Capii che stava per cadere.
"Bene" ghignò Melanie.
"Ma..."
"Se cade, non ci ucciderà, Wanda. Se non cade, invece sì."
"Ma io non posso..."
"Sì che puoi. Vattene. Non vuoi vivere?"
Sì. Volevo vivere.
Kyle poteva anche sparire. Così, nessuno mi avrebbe più fatto del male. Nessun abitante delle grotte, certo. Restava la Cercatrice, ma forse, un giorno, anche lei avrebbe rinunciato, e a quel punto avrei potuto restare per sempre con gli umani.
La mia gamba pulsava, il dolore prese il posto dell'indolenzimento. Sentii qualcosa di caldo e umido colarmi sulle labbra. Lo assaggiai senza pensarci, e capii che era il mio sangue.
"Lascialo perdere, Viandante. Io voglio vivere. La scelta è anche mia."
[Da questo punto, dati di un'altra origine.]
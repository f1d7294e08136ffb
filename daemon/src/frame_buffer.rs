//! Single-slot producer/consumer handoff between the decoder thread and the
//! renderer, plus the self-pipe the renderer polls to learn a frame arrived.
//!
//! Not a queue: [`FrameBuffer::deposit`] always replaces whatever frame is
//! currently held. The renderer may miss intermediate frames under load but
//! never observes a stale one once a newer frame has landed.

use std::io;
use std::os::fd::{AsRawFd, BorrowedFd, RawFd};
use std::sync::Mutex;

/// One decoded RGBA frame, owned by exactly one component at a time.
pub struct Frame {
    pub width: u32,
    pub height: u32,
    pub data: Vec<u8>,
}

impl Frame {
    pub fn new(width: u32, height: u32, data: Vec<u8>) -> Self {
        Self {
            width,
            height,
            data,
        }
    }
}

struct Slot {
    frame: Option<Frame>,
}

/// The decoder's handoff point to the renderer.
///
/// `deposit` is called from the decoder callback thread; `take` is called
/// from the main loop thread. Both are non-blocking.
pub struct FrameBuffer {
    slot: Mutex<Slot>,
    wakeup_write: RawFd,
    wakeup_read: RawFd,
}

impl FrameBuffer {
    /// Create a buffer with its own non-blocking self-pipe.
    pub fn new() -> io::Result<Self> {
        let mut fds = [0i32; 2];
        if unsafe { libc::pipe(fds.as_mut_ptr()) } != 0 {
            return Err(io::Error::last_os_error());
        }
        let (read_fd, write_fd) = (fds[0], fds[1]);
        for fd in [read_fd, write_fd] {
            set_cloexec(fd);
            set_nonblocking(fd);
        }
        Ok(Self {
            slot: Mutex::new(Slot { frame: None }),
            wakeup_write: write_fd,
            wakeup_read: read_fd,
        })
    }

    /// Fd the main loop polls for readability. Never readable without a
    /// pending deposit, but a deposit may coalesce with one already pending.
    pub fn wakeup_fd(&self) -> BorrowedFd<'_> {
        unsafe { BorrowedFd::borrow_raw(self.wakeup_read) }
    }

    /// Drain the wakeup pipe. Call once per poll wakeup before `take`.
    pub fn drain_wakeup(&self) {
        let mut buf = [0u8; 64];
        loop {
            let n = unsafe {
                libc::read(
                    self.wakeup_read,
                    buf.as_mut_ptr() as *mut libc::c_void,
                    buf.len(),
                )
            };
            if n <= 0 {
                break;
            }
        }
    }

    /// Replace the held frame (if any) and signal the wakeup pipe.
    ///
    /// Never blocks. The wakeup write is best-effort: `EAGAIN` (pipe full)
    /// means a prior wakeup hasn't been drained yet, which is equivalent to
    /// this one having been delivered.
    pub fn deposit(&self, frame: Frame) {
        {
            let mut slot = self.slot.lock().unwrap();
            slot.frame = Some(frame);
        }
        self.signal();
    }

    fn signal(&self) {
        let byte = [1u8];
        let n = unsafe {
            libc::write(
                self.wakeup_write,
                byte.as_ptr() as *const libc::c_void,
                1,
            )
        };
        if n < 0 {
            let err = io::Error::last_os_error();
            if err.raw_os_error() != Some(libc::EAGAIN) {
                log::warn!("frame buffer wakeup write failed: {err}");
            }
        }
    }

    /// Take the pending frame, if any. Non-blocking; returns `None` if no
    /// new frame has arrived since the last `take`.
    pub fn take(&self) -> Option<Frame> {
        self.slot.lock().unwrap().frame.take()
    }

    /// True without consuming — used by the renderer to decide whether a
    /// GPU upload is needed this pass.
    pub fn has_pending(&self) -> bool {
        self.slot.lock().unwrap().frame.is_some()
    }
}

impl Drop for FrameBuffer {
    fn drop(&mut self) {
        unsafe {
            libc::close(self.wakeup_read);
            libc::close(self.wakeup_write);
        }
    }
}

// SAFETY: the slot is mutex-guarded and the pipe fds are only ever read via
// syscalls; raw fds are Send/Sync-safe to share across the decoder and main
// loop threads.
unsafe impl Send for FrameBuffer {}
unsafe impl Sync for FrameBuffer {}

pub(crate) fn set_nonblocking(fd: RawFd) {
    unsafe {
        let flags = libc::fcntl(fd, libc::F_GETFL, 0);
        if flags >= 0 {
            libc::fcntl(fd, libc::F_SETFL, flags | libc::O_NONBLOCK);
        }
    }
}

pub(crate) fn set_cloexec(fd: RawFd) {
    unsafe {
        let flags = libc::fcntl(fd, libc::F_GETFD, 0);
        if flags >= 0 {
            libc::fcntl(fd, libc::F_SETFD, flags | libc::FD_CLOEXEC);
        }
    }
}

#[cfg(test)]
mod tests {
    use super::*;
    use std::sync::Arc;
    use std::thread;

    #[test]
    fn take_returns_none_when_empty() {
        let fb = FrameBuffer::new().unwrap();
        assert!(fb.take().is_none());
    }

    #[test]
    fn deposit_then_take_roundtrips() {
        let fb = FrameBuffer::new().unwrap();
        fb.deposit(Frame::new(2, 2, vec![0u8; 16]));
        let frame = fb.take().expect("frame present");
        assert_eq!((frame.width, frame.height), (2, 2));
        assert!(fb.take().is_none());
    }

    #[test]
    fn newest_deposit_wins() {
        let fb = FrameBuffer::new().unwrap();
        fb.deposit(Frame::new(1, 1, vec![1]));
        fb.deposit(Frame::new(1, 1, vec![2]));
        let frame = fb.take().unwrap();
        assert_eq!(frame.data, vec![2]);
        assert!(fb.take().is_none());
    }

    #[test]
    fn deposit_always_wakes_a_blocked_poll() {
        let fb = Arc::new(FrameBuffer::new().unwrap());
        let fb2 = fb.clone();
        let handle = thread::spawn(move || {
            thread::sleep(std::time::Duration::from_millis(20));
            fb2.deposit(Frame::new(1, 1, vec![9]));
        });

        let mut pfd = libc::pollfd {
            fd: fb.wakeup_fd().as_raw_fd(),
            events: libc::POLLIN,
            revents: 0,
        };
        let rc = unsafe { libc::poll(&mut pfd, 1, 1000) };
        assert_eq!(rc, 1, "poll should have returned readable within timeout");
        fb.drain_wakeup();
        handle.join().unwrap();
        assert!(fb.take().is_some());
    }
}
Da dove mi trovavo, sentivo la terra vibrare. Un'altra porzione di roccia crollò nel fiume. Kyle si sbilanciò e scivolò di qualche centimetro verso la buca.
"Lascialo perdere."
Melanie era molto più determinata di me. Era il suo mondo. Le sue regole.
Fissai il volto dell'uomo che stava per morire, dell'uomo che mi voleva morta. Privo di sensi, non somigliava più a un animale infuriato. La sua espressione era rilassata, serafica.
La somiglianza con il fratello era evidente.
"No!" protestò Melanie.
Strisciai carponi verso di lui, tastando con cura il terreno centimetro per centimetro. Avevo troppa paura per andare oltre la colonna, perciò la strinsi con la gamba sana e mi chinai a infilare le mani sotto le braccia e il petto di Kyle.
Tirai così forte da sentirmi strappare le braccia, ma non riuscii a spostarlo. Il terreno continuava a sbriciolarsi con un rumore simile a quello della sabbia dentro una clessidra.
Diedi un altro strattone, con l'unico risultato di accelerare lo sbriciolamento. Spostare tutto quel peso aumentava la pressione sulla roccia.
In quel preciso istante un grosso lembo di pietra precipitò nel fiume e compromise l'equilibrio già precario di Kyle. Stava per cadere.
«No!» gridai. Premuta contro la colonna, cercai di stringerlo all'altro lato della roccia abbracciandolo stretto ai fianchi. Mi facevano male le braccia.
«Aiuto!» strillai. «Qualcuno mi aiuti!»